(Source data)
==============================

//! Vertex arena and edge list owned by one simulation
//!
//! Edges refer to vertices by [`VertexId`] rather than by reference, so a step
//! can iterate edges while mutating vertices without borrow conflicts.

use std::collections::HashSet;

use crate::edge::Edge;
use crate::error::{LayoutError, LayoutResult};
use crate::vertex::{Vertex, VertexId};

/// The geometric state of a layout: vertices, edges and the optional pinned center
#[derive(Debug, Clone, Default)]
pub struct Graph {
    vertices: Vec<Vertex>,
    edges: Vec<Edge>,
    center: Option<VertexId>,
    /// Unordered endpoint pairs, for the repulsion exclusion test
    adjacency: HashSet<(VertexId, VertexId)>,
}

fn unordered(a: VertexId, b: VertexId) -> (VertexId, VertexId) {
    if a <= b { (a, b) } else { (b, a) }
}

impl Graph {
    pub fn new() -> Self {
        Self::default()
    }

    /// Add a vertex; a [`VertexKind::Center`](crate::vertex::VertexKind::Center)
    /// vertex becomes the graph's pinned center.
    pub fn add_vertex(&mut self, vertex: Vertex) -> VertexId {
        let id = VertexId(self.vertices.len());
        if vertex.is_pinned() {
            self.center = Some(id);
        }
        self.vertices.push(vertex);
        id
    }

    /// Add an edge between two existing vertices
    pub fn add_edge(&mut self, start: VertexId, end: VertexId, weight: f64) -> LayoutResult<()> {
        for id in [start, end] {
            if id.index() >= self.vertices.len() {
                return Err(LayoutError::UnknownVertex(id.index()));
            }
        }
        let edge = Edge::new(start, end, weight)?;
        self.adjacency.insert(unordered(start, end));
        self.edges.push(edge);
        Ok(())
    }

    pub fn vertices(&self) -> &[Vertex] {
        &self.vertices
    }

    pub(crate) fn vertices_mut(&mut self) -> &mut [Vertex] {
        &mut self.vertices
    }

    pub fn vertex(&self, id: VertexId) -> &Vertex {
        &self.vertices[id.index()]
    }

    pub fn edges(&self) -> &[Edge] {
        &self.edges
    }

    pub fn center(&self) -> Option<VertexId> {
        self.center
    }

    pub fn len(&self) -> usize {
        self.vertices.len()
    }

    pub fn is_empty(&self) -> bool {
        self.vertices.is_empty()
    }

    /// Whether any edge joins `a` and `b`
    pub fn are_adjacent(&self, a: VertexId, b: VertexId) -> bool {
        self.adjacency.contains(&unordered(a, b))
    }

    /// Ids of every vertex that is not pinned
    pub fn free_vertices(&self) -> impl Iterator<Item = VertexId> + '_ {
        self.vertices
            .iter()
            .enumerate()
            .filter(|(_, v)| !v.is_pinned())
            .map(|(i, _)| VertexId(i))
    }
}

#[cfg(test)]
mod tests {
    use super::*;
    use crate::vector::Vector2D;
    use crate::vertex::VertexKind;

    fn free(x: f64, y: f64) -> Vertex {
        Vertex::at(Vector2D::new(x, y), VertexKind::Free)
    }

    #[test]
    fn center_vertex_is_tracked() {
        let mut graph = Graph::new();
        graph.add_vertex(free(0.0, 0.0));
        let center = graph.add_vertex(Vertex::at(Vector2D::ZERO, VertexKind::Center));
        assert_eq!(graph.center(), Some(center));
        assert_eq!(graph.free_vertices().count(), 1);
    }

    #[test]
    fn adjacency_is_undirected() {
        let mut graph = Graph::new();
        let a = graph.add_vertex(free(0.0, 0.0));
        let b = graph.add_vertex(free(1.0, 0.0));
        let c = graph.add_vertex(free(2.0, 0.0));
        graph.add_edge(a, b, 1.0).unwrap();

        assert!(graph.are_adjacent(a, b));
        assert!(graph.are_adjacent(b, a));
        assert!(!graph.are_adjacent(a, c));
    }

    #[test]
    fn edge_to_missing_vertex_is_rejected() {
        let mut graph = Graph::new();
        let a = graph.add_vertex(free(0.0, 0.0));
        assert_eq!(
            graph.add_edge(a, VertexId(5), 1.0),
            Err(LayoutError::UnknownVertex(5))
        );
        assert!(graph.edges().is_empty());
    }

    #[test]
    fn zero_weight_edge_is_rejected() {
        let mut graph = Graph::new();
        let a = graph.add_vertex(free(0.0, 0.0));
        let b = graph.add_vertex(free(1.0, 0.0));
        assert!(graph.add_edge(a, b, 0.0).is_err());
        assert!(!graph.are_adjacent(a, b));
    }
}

==============================

## What is required
Copy every record above out again, word for word.

## Solution for this exercise
//! Vertex arena and edge list owned by one simulation
//!
//! Edges refer to vertices by [`VertexId`] rather than by reference, so a step
//! can iterate edges while mutating vertices without borrow conflicts.

use std::collections::HashSet;

use crate::edge::Edge;
use crate::error::{LayoutError, LayoutResult};
use crate::vertex::{Vertex, VertexId};

/// The geometric state of a layout: vertices, edges and the optional pinned center
#[derive(Debug, Clone, Default)]
pub struct Graph {
    vertices: Vec<Vertex>,
    edges: Vec<Edge>,
    center: Option<VertexId>,
    /// Unordered endpoint pairs, for the repulsion exclusion test
    adjacency: HashSet<(VertexId, VertexId)>,
}

fn unordered(a: VertexId, b: VertexId) -> (VertexId, VertexId) {
    if a <= b { (a, b) } else { (b, a) }
}

impl Graph {
    pub fn new() -> Self {
        Self::default()
    }

    /// Add a vertex; a [`VertexKind::Center`](crate::vertex::VertexKind::Center)
    /// vertex becomes the graph's pinned center.
    pub fn add_vertex(&mut self, vertex: Vertex) -> VertexId {
        let id = VertexId(self.vertices.len());
        if vertex.is_pinned() {
            self.center = Some(id);
        }
        self.vertices.push(vertex);
        id
    }

    /// Add an edge between two existing vertices
    pub fn add_edge(&mut self, start: VertexId, end: VertexId, weight: f64) -> LayoutResult<()> {
        for id in [start, end] {
            if id.index() >= self.vertices.len() {
                return Err(LayoutError::UnknownVertex(id.index()));
            }
        }
        let edge = Edge::new(start, end, weight)?;
        self.adjacency.insert(unordered(start, end));
        self.edges.push(edge);
        Ok(())
    }

    pub fn vertices(&self) -> &[Vertex] {
        &self.vertices
    }

    pub(crate) fn vertices_mut(&mut self) -> &mut [Vertex] {
        &mut self.vertices
    }

    pub fn vertex(&self, id: VertexId) -> &Vertex {
        &self.vertices[id.index()]
    }

    pub fn edges(&self) -> &[Edge] {
        &self.edges
    }

    pub fn center(&self) -> Option<VertexId> {
        self.center
    }

    pub fn len(&self) -> usize {
        self.vertices.len()
    }

    pub fn is_empty(&self) -> bool {
        self.vertices.is_empty()
    }

    /// Whether any edge joins `a` and `b`
    pub fn are_adjacent(&self, a: VertexId, b: VertexId) -> bool {
        self.adjacency.contains(&unordered(a, b))
    }

    /// Ids of every vertex that is not pinned
    pub fn free_vertices(&self) -> impl Iterator<Item = VertexId> + '_ {
        self.vertices
            .iter()
            .enumerate()
            .filter(|(_, v)| !v.is_pinned())
            .map(|(i, _)| VertexId(i))
    }
}

#[cfg(test)]
mod tests {
    use super::*;
    use crate::vector::Vector2D;
    use crate::vertex::VertexKind;

    fn free(x: f64, y: f64) -> Vertex {
        Vertex::at(Vector2D::new(x, y), VertexKind::Free)
    }

    #[test]
    fn center_vertex_is_tracked() {
        let mut graph = Graph::new();
        graph.add_vertex(free(0.0, 0.0));
        let center = graph.add_vertex(Vertex::at(Vector2D::ZERO, VertexKind::Center));
        assert_eq!(graph.center(), Some(center));
        assert_eq!(graph.free_vertices().count(), 1);
    }

    #[test]
    fn adjacency_is_undirected() {
        let mut graph = Graph::new();
        let a = graph.add_vertex(free(0.0, 0.0));
        let b = graph.add_vertex(free(1.0, 0.0));
        let c = graph.add_vertex(free(2.0, 0.0));
        graph.add_edge(a, b, 1.0).unwrap();

        assert!(graph.are_adjacent(a, b));
        assert!(graph.are_adjacent(b, a));
        assert!(!graph.are_adjacent(a, c));
    }

    #[test]
    fn edge_to_missing_vertex_is_rejected() {
        let mut graph = Graph::new();
        let a = graph.add_vertex(free(0.0, 0.0));
        assert_eq!(
            graph.add_edge(a, VertexId(5), 1.0),
            Err(LayoutError::UnknownVertex(5))
        );
        assert!(graph.edges().is_empty());
    }

    #[test]
    fn zero_weight_edge_is_rejected() {
        let mut graph = Graph::new();
        let a = graph.add_vertex(free(0.0, 0.0));
        let b = graph.add_vertex(free(1.0, 0.0));
        assert!(graph.add_edge(a, b, 0.0).is_err());
        assert!(!graph.are_adjacent(a, b));
    }
}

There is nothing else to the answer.